Vor zwei Jahren, anlässlich des 325. Jubiläums des Ordens der Elisabethinen in Graz, fragten sich die Schwestern dort, wie man den Auftrag, den Armen und Kranken zu helfen, weiter umsetzen könnte. So entstand die Idee für das Hospiz. Es finanziert sich aus Spenden und Mitteln des Gesundheitsfonds Steiermark. Firmen geben, was gebraucht wird, sei es Bettwäsche oder Küchenutensilien.

Gegenüber findet sich das „VinziDorf“. Dort stehen mehrere Container, in denen Menschen leben, die sonst kein Obdach hätten. Meist sitzen sie im Hof und trinken, rauchen, spielen Karten. „Diese Menschen haben oft keine Versicherung, aber sie werden genauso krank wie andere“, sagt Muhri. Und Studien zeigen: Wer arm ist, stirbt früher.

Gegen das Alleinsein

„Wir möchten ein Zuhause schaffen für jene, die kein Zuhause haben und an einer unheilbaren Krankheit leiden“, sagt Amschl-Strablegg. Bei der Arbeit sei entscheidend, sich auf den Menschen einzulassen. Man könne das nicht lernen. „Phrasen helfen nicht.“ Das Unweigerliche müsse ausgesprochen werden. Doch dürfe man nie über das, was der Sterbende fragt, hinausgehen.

Der erste Gast des Hospizes war ein Musiker aus Großbritannien, ein Ruheloser, der über 30 Jahre lang durch Europa gereist ist mit seiner Gitarre, um auf der Straße Geld zu verdienen. Doch er erkrankte an Bauchspeicheldrüsenkrebs. In einem Krankenhaus im österreichischen Kärnten sagten sie ihm, sein Leben werde bald enden, und baten das Hospiz, den 56-Jährigen aufzunehmen – die Kosten für seine weitere Versorgung konnten nicht mehr übernommen werden.

Zunächst sei der Mann introvertiert gewesen, habe gesagt, dies sei kein „guter Ort“, erzählt Amschl-Strablegg. Doch als eine Hospizmitarbeiterin ihm etwas mit der Gitarre vorspielte, habe er sich geöffnet. Sein selbstbestimmtes Leben habe er geliebt; aber das Alleinsein, das sei nicht schön. Er hatte einen YouTube-Kanal. Im Hospiz schaute er sich seine Videos immer und immer wieder an. Nach einer Woche war er tot.

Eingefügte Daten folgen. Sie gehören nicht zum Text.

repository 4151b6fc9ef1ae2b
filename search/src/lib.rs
//! Icon catalogue search.
//!
//! Filters an in-memory icon index with a multi-term query.
//!
//! # Matching
//!
//! - The query is lower-cased and split on single spaces into terms.
//! - An icon matches when every term is a substring of its name or of its tags.
//! - The empty query matches everything, in index order.
//! - The filter never sorts; display order is applied by the caller.
//!
//! # Engine
//!
//! [`SearchEngine`] owns the index, the current query and the derived result
//! set. It is the single writer of that state and recomputes results
//! synchronously on every query change.

mod config;
mod engine;
mod index;
mod query;
mod results;

pub use config::{CaseMatching, SearchConfig};
pub use engine::SearchEngine;
pub use query::{SearchQuery, filter};
pub use results::SearchResults;
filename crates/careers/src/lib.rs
//! Career catalog, scoring, and guidance.
//!
//! This crate contains deterministic career logic only (no IO, no randomness).
//! Monte Carlo projection lives in `careernav-projection`.

pub mod career;
pub mod comparison;
pub mod guidance;
pub mod scores;

pub use career::{CareerId, CareerInput, CareerSelection};
pub use comparison::{ComparisonCell, ComparisonMatrix, pairwise_comparison};
pub use guidance::{CareerGuidance, PivotEdge, guidance, pivot_edges};
pub use scores::{CareerScores, career_scores, diversification_scores, stability_scores};
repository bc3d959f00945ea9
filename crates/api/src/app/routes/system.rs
use axum::http::StatusCode;

pub async fn health() -> StatusCode {
    StatusCode::OK
}
use criterion::{BenchmarkId, Criterion, Throughput, black_box, criterion_group, criterion_main};
use rand::SeedableRng;
use rand::rngs::StdRng;

use careernav_careers::{CareerId, CareerInput, CareerSelection};
use careernav_core::{AnnualEarnings, RiskLevel};
use careernav_projection::{
    CompoundingMode, GrowthModel, ProjectionRequest, ProjectionRunner, ProjectionSettings, project,
    summarize,
};

fn bench_project(c: &mut Criterion) {
    let mut group = c.benchmark_group("project");
    let base = AnnualEarnings::new(100_000.0).unwrap();
    let risk = RiskLevel::new(4).unwrap();

    for mode in [CompoundingMode::SingleStep, CompoundingMode::PerYear] {
        for &sims in &[1_000usize, 10_000, 100_000] {
            let model = GrowthModel {
                compounding: mode,
                ..GrowthModel::default()
            };
            group.throughput(Throughput::Elements(sims as u64));
            group.bench_with_input(BenchmarkId::new(format!("{mode:?}"), sims), &sims, |b, &sims| {
                let mut rng = StdRng::seed_from_u64(42);
                b.iter(|| project(base, risk, black_box(sims), 10, &model, &mut rng).unwrap());
            });
        }
    }
    group.finish();
}

fn bench_summarize(c: &mut Criterion) {
    let mut rng = StdRng::seed_from_u64(7);
    let values = project(
        AnnualEarnings::new(80_000.0).unwrap(),
        RiskLevel::new(6).unwrap(),
        100_000,
        10,
        &GrowthModel::default(),
        &mut rng,
    )
    .unwrap();

    c.bench_function("summarize_100k_30_bins", |b| {
        b.iter(|| summarize(black_box(&values), 30))
    });
}

fn bench_full_run(c: &mut Criterion) {
    let careers = CareerSelection::new(
        CareerId::ALL
            .iter()
            .enumerate()
            .map(|(i, id)| {
                CareerInput::new(
                    id.label(),
                    AnnualEarnings::new(50_000.0 + 25_000.0 * i as f64).unwrap(),
                    RiskLevel::new(2 + i as u8).unwrap(),
                )
            })
            .collect(),
    )
    .unwrap();
    let request = ProjectionRequest::new(careers)
        .with_settings(ProjectionSettings::default())
        .with_seed(1);
    let runner = ProjectionRunner::new();

    c.bench_function("run_all_catalogued_careers", |b| {
        b.iter(|| runner.run(black_box(&request)).unwrap())
    });
}

criterion_group!(benches, bench_project, bench_summarize, bench_full_run);
criterion_main!(benches);
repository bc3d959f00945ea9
//! Value objects: equality by value, validated at construction.
//!
//! The projector and the scoring functions assume well-formed inputs, so the
//! bounds live here. Anything that holds an `AnnualEarnings` or a `RiskLevel`
//! has already passed validation, including values deserialized from JSON.

use serde::{Deserialize, Serialize};

use crate::error::{DomainError, DomainResult};

/// Expected annual earnings for one career, in whole currency units.
///
/// Always finite and within `[0, AnnualEarnings::MAX]`.
#[derive(Debug, Copy, Clone, PartialEq, PartialOrd, Serialize, Deserialize)]
#[serde(try_from = "f64", into = "f64")]
pub struct AnnualEarnings(f64);

impl AnnualEarnings {
    /// Keeps compounded projections far from `f64` overflow.
    pub const MAX: f64 = 1e15;

    pub fn new(amount: f64) -> DomainResult<Self> {
        if !amount.is_finite() {
            return Err(DomainError::validation("earnings must be a finite number"));
        }
        if amount < 0.0 {
            return Err(DomainError::validation(format!(
                "earnings must be non-negative (got {amount})"
            )));
        }
        if amount > Self::MAX {
            return Err(DomainError::validation(format!(
                "earnings must not exceed {:e} (got {amount})",
                Self::MAX
            )));
        }
        Ok(Self(amount))
    }

    pub fn amount(self) -> f64 {
        self.0
    }

    pub fn is_zero(self) -> bool {
        self.0 == 0.0
    }
}

impl TryFrom<f64> for AnnualEarnings {
    type Error = DomainError;

    fn try_from(value: f64) -> Result<Self, Self::Error> {
        Self::new(value)
    }
}

impl From<AnnualEarnings> for f64 {
    fn from(value: AnnualEarnings) -> Self {
        value.0
    }
}

impl core::fmt::Display for AnnualEarnings {
    fn fmt(&self, f: &mut core::fmt::Formatter<'_>) -> core::fmt::Result {
        write!(f, "${:.2}", self.0)
    }
}

/// Risk score on a 1 (safest) to 10 (riskiest) scale.
#[derive(Debug, Copy, Clone, PartialEq, Eq, PartialOrd, Ord, Hash, Serialize, Deserialize)]
#[serde(try_from = "u8", into = "u8")]
pub struct RiskLevel(u8);

impl RiskLevel {
    pub const MIN: u8 = 1;
    pub const MAX: u8 = 10;

    pub fn new(level: u8) -> DomainResult<Self> {
        if !(Self::MIN..=Self::MAX).contains(&level) {
            return Err(DomainError::validation(format!(
                "risk level must be within [{}, {}] (got {level})",
                Self::MIN,
                Self::MAX
            )));
        }
        Ok(Self(level))
    }

    pub fn value(self) -> u8 {
        self.0
    }

    /// Growth dampening factor `1 - level/10`, in `[0.0, 0.9]`.
    pub fn adjustment(self) -> f64 {
        1.0 - f64::from(self.0) / 10.0
    }

    /// Inverse of the risk level on a 0..=9 scale.
    pub fn stability(self) -> u8 {
        Self::MAX - self.0
    }
}

impl Default for RiskLevel {
    /// Midpoint of the scale, matching the form's initial slider position.
    fn default() -> Self {
        Self(5)
    }
}

impl TryFrom<u8> for RiskLevel {
    type Error = DomainError;

    fn try_from(value: u8) -> Result<Self, Self::Error> {
        Self::new(value)
    }
}

impl From<RiskLevel> for u8 {
    fn from(value: RiskLevel) -> Self {
        value.0
    }
}

impl core::fmt::Display for RiskLevel {
    fn fmt(&self, f: &mut core::fmt::Formatter<'_>) -> core::fmt::Result {
        write!(f, "{}/10", self.0)
    }
}
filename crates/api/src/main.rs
use anyhow::Context;

use careernav_api::config::ApiConfig;

#[tokio::main]
async fn main() -> anyhow::Result<()> {
    careernav_observability::init();

    let config = ApiConfig::from_env();
    let app = careernav_api::app::build_app(&config);

    let listener = tokio::net::TcpListener::bind(config.bind_addr)
        .await
        .with_context(|| format!("failed to bind {}", config.bind_addr))?;

    tracing::info!("listening on {}", listener.local_addr()?);

    axum::serve(listener, app).await.context("server terminated")?;
    Ok(())
}
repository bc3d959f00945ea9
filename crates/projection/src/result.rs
use serde::{Deserialize, Serialize};
use thiserror::Error;

use crate::statistics::DistributionSummary;

/// Simulated earnings for one career.
///
/// `trajectory` holds one value per simulated path, in draw order (never sorted).
#[derive(Debug, Clone, PartialEq, Serialize, Deserialize)]
pub struct ProjectionResult {
    pub career_name: String,
    pub trajectory: Vec<f64>,
}

impl ProjectionResult {
    pub fn new(career_name: impl Into<String>, trajectory: Vec<f64>) -> Self {
        Self {
            career_name: career_name.into(),
            trajectory,
        }
    }

    pub fn simulation_count(&self) -> usize {
        self.trajectory.len()
    }
}

/// A projection plus the statistics shown next to it.
#[derive(Debug, Clone, PartialEq, Serialize, Deserialize)]
pub struct CareerProjection {
    #[serde(flatten)]
    pub result: ProjectionResult,

    /// `None` only when the trajectory is empty.
    pub summary: Option<DistributionSummary>,
}

#[derive(Debug, Error, Clone, PartialEq)]
pub enum ProjectionError {
    #[error("invalid projection input: {0}")]
    InvalidInput(String),

    #[error("invalid growth distribution: {0}")]
    Distribution(String),
}

impl ProjectionError {
    pub fn invalid_input(msg: impl Into<String>) -> Self {
        Self::InvalidInput(msg.into())
    }
}
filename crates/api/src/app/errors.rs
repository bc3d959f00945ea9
use axum::http::StatusCode;
use axum::response::{IntoResponse, Response};
use serde_json::json;
use thiserror::Error;

use careernav_core::DomainError;
use careernav_projection::ProjectionError;

/// Handler-level error; every variant renders as `{ "error", "message" }`.
#[derive(Debug, Error)]
pub enum ApiError {
    #[error("{0}")]
    Validation(String),

    #[error("{0}")]
    NotFound(String),

    #[error("{0}")]
    Internal(String),
}

impl From<ProjectionError> for ApiError {
    fn from(err: ProjectionError) -> Self {
        ApiError::Validation(err.to_string())
    }
}

impl From<DomainError> for ApiError {
    fn from(err: DomainError) -> Self {
        match err {
            DomainError::UnknownCareer(_) => ApiError::NotFound(err.to_string()),
            DomainError::Validation(_) | DomainError::InvalidId(_) => ApiError::Validation(err.to_string()),
        }
    }
}

impl IntoResponse for ApiError {
    fn into_response(self) -> Response {
        match self {
            ApiError::Validation(msg) => json_error(StatusCode::BAD_REQUEST, "validation_error", msg),
            ApiError::NotFound(msg) => json_error(StatusCode::NOT_FOUND, "not_found", msg),
            ApiError::Internal(msg) => {
                tracing::error!("internal error: {msg}");
                json_error(StatusCode::INTERNAL_SERVER_ERROR, "internal_error", msg)
            }
        }
    }
}

pub fn json_error(status: StatusCode, code: &'static str, message: impl Into<String>) -> Response {
    (
        status,
        axum::Json(json!({
            "error": code,
            "message": message.into(),
        })),
    )
        .into_response()
}

#[cfg(test)]
mod tests {
    use super::*;

    #[test]
    fn projection_errors_map_to_bad_request() {
        let err: ApiError = ProjectionError::invalid_input("simulation_count must be > 0").into();
        assert_eq!(err.into_response().status(), StatusCode::BAD_REQUEST);
    }

    #[test]
    fn unknown_career_maps_to_not_found() {
        let err: ApiError = DomainError::unknown_career("Astronaut").into();
        assert_eq!(err.into_response().status(), StatusCode::NOT_FOUND);
    }

    #[test]
    fn domain_validation_maps_to_bad_request() {
        let err: ApiError = DomainError::validation("risk").into();
        assert_eq!(err.into_response().status(), StatusCode::BAD_REQUEST);
    }
}
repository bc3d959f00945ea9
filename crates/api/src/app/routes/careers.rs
use axum::{Json, extract::Path};

use careernav_careers::{CareerId, guidance};

use crate::app::dto::CareerCatalogEntry;
use crate::app::errors::ApiError;

pub async fn list_careers() -> Json<Vec<CareerCatalogEntry>> {
    Json(
        CareerId::ALL
            .into_iter()
            .map(|id| CareerCatalogEntry::from(guidance(id)))
            .collect(),
    )
}

/// `id` may be a slug (`board-membership`) or a label (`Board Membership`).
pub async fn get_career(Path(id): Path<String>) -> Result<Json<CareerCatalogEntry>, ApiError> {
    let career: CareerId = id.parse()?;
    Ok(Json(CareerCatalogEntry::from(guidance(career))))
}
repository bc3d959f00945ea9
use rand::Rng;

use careernav_careers::CareerInput;

use crate::projector::{ProjectionSettings, project};
use crate::result::{CareerProjection, ProjectionError, ProjectionResult};
use crate::statistics::summarize;

/// A self-contained simulation unit.
///
/// Jobs own their input and draw every random number from the generator they are
/// handed, so the same job with the same seeded generator yields the same output.
pub trait SimulationJob {
    type Input;
    type Output;

    /// The input the job simulates.
    fn input(&self) -> &Self::Input;

    /// Execute the simulation.
    ///
    /// Must not touch global state; all randomness comes from `rng`.
    fn run<R: Rng + ?Sized>(&self, rng: &mut R) -> Result<Self::Output, ProjectionError>;
}

/// Earnings projection for a single career.
#[derive(Debug, Clone)]
pub struct CareerProjectionJob {
    input: CareerInput,
    settings: ProjectionSettings,
}

impl CareerProjectionJob {
    pub fn new(input: CareerInput) -> Self {
        Self {
            input,
            settings: ProjectionSettings::default(),
        }
    }

    pub fn with_settings(mut self, settings: ProjectionSettings) -> Self {
        self.settings = settings;
        self
    }
}

impl SimulationJob for CareerProjectionJob {
    type Input = CareerInput;
    type Output = CareerProjection;

    fn input(&self) -> &Self::Input {
        &self.input
    }

    fn run<R: Rng + ?Sized>(&self, rng: &mut R) -> Result<CareerProjection, ProjectionError> {
        self.settings.validate()?;

        let trajectory = project(
            self.input.base_earning,
            self.input.risk_level,
            self.settings.simulation_count,
            self.settings.year_count,
            &self.settings.growth,
            rng,
        )?;
        let summary = summarize(&trajectory, self.settings.histogram_bins);

        Ok(CareerProjection {
            result: ProjectionResult::new(self.input.name.clone(), trajectory),
            summary,
        })
    }
}

#[cfg(test)]
mod tests {
    use super::*;
    use careernav_core::{AnnualEarnings, RiskLevel};
    use rand::SeedableRng;
    use rand::rngs::StdRng;

    fn job(name: &str, earning: f64, risk: u8) -> CareerProjectionJob {
        CareerProjectionJob::new(CareerInput::new(
            name,
            AnnualEarnings::new(earning).unwrap(),
            RiskLevel::new(risk).unwrap(),
        ))
    }

    #[test]
    fn job_attaches_summary_to_result() {
        let job = job("Consulting", 120_000.0, 4)
            .with_settings(ProjectionSettings::default().with_simulation_count(500));
        let out = job.run(&mut StdRng::seed_from_u64(11)).unwrap();

        assert_eq!(out.result.career_name, "Consulting");
        assert_eq!(out.result.simulation_count(), 500);
        let summary = out.summary.unwrap();
        assert_eq!(summary.count, 500);
        assert_eq!(summary.histogram.len(), 30);
        assert_eq!(summary.histogram.iter().map(|b| b.count).sum::<u32>(), 500);
    }

    #[test]
    fn invalid_settings_fail_before_sampling() {
        let job = job("Lecturing", 60_000.0, 2)
            .with_settings(ProjectionSettings::default().with_year_count(0));
        let err = job.run(&mut StdRng::seed_from_u64(12)).unwrap_err();
        assert_eq!(
            err,
            ProjectionError::InvalidInput("year_count must be > 0".to_string())
        );
    }
}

Ein anderer Gast war ein 46 Jahre alter Obdachloser, der direkt aus dem gegenüberliegenden Containerdorf in das Hospiz gezogen war. Er war schwer alkoholkrank, seine Leber nicht mehr zu retten, und er litt an Epilepsie. Erst einen Tag hatte er im Hospiz verbracht, als er im Schlaf starb. Seine Freunde kamen daraufhin über die Straße und verabschiedeten sich. „Da wusste ich: Wir sind auf dem richtigen Weg“, sagt Amschl-Strablegg.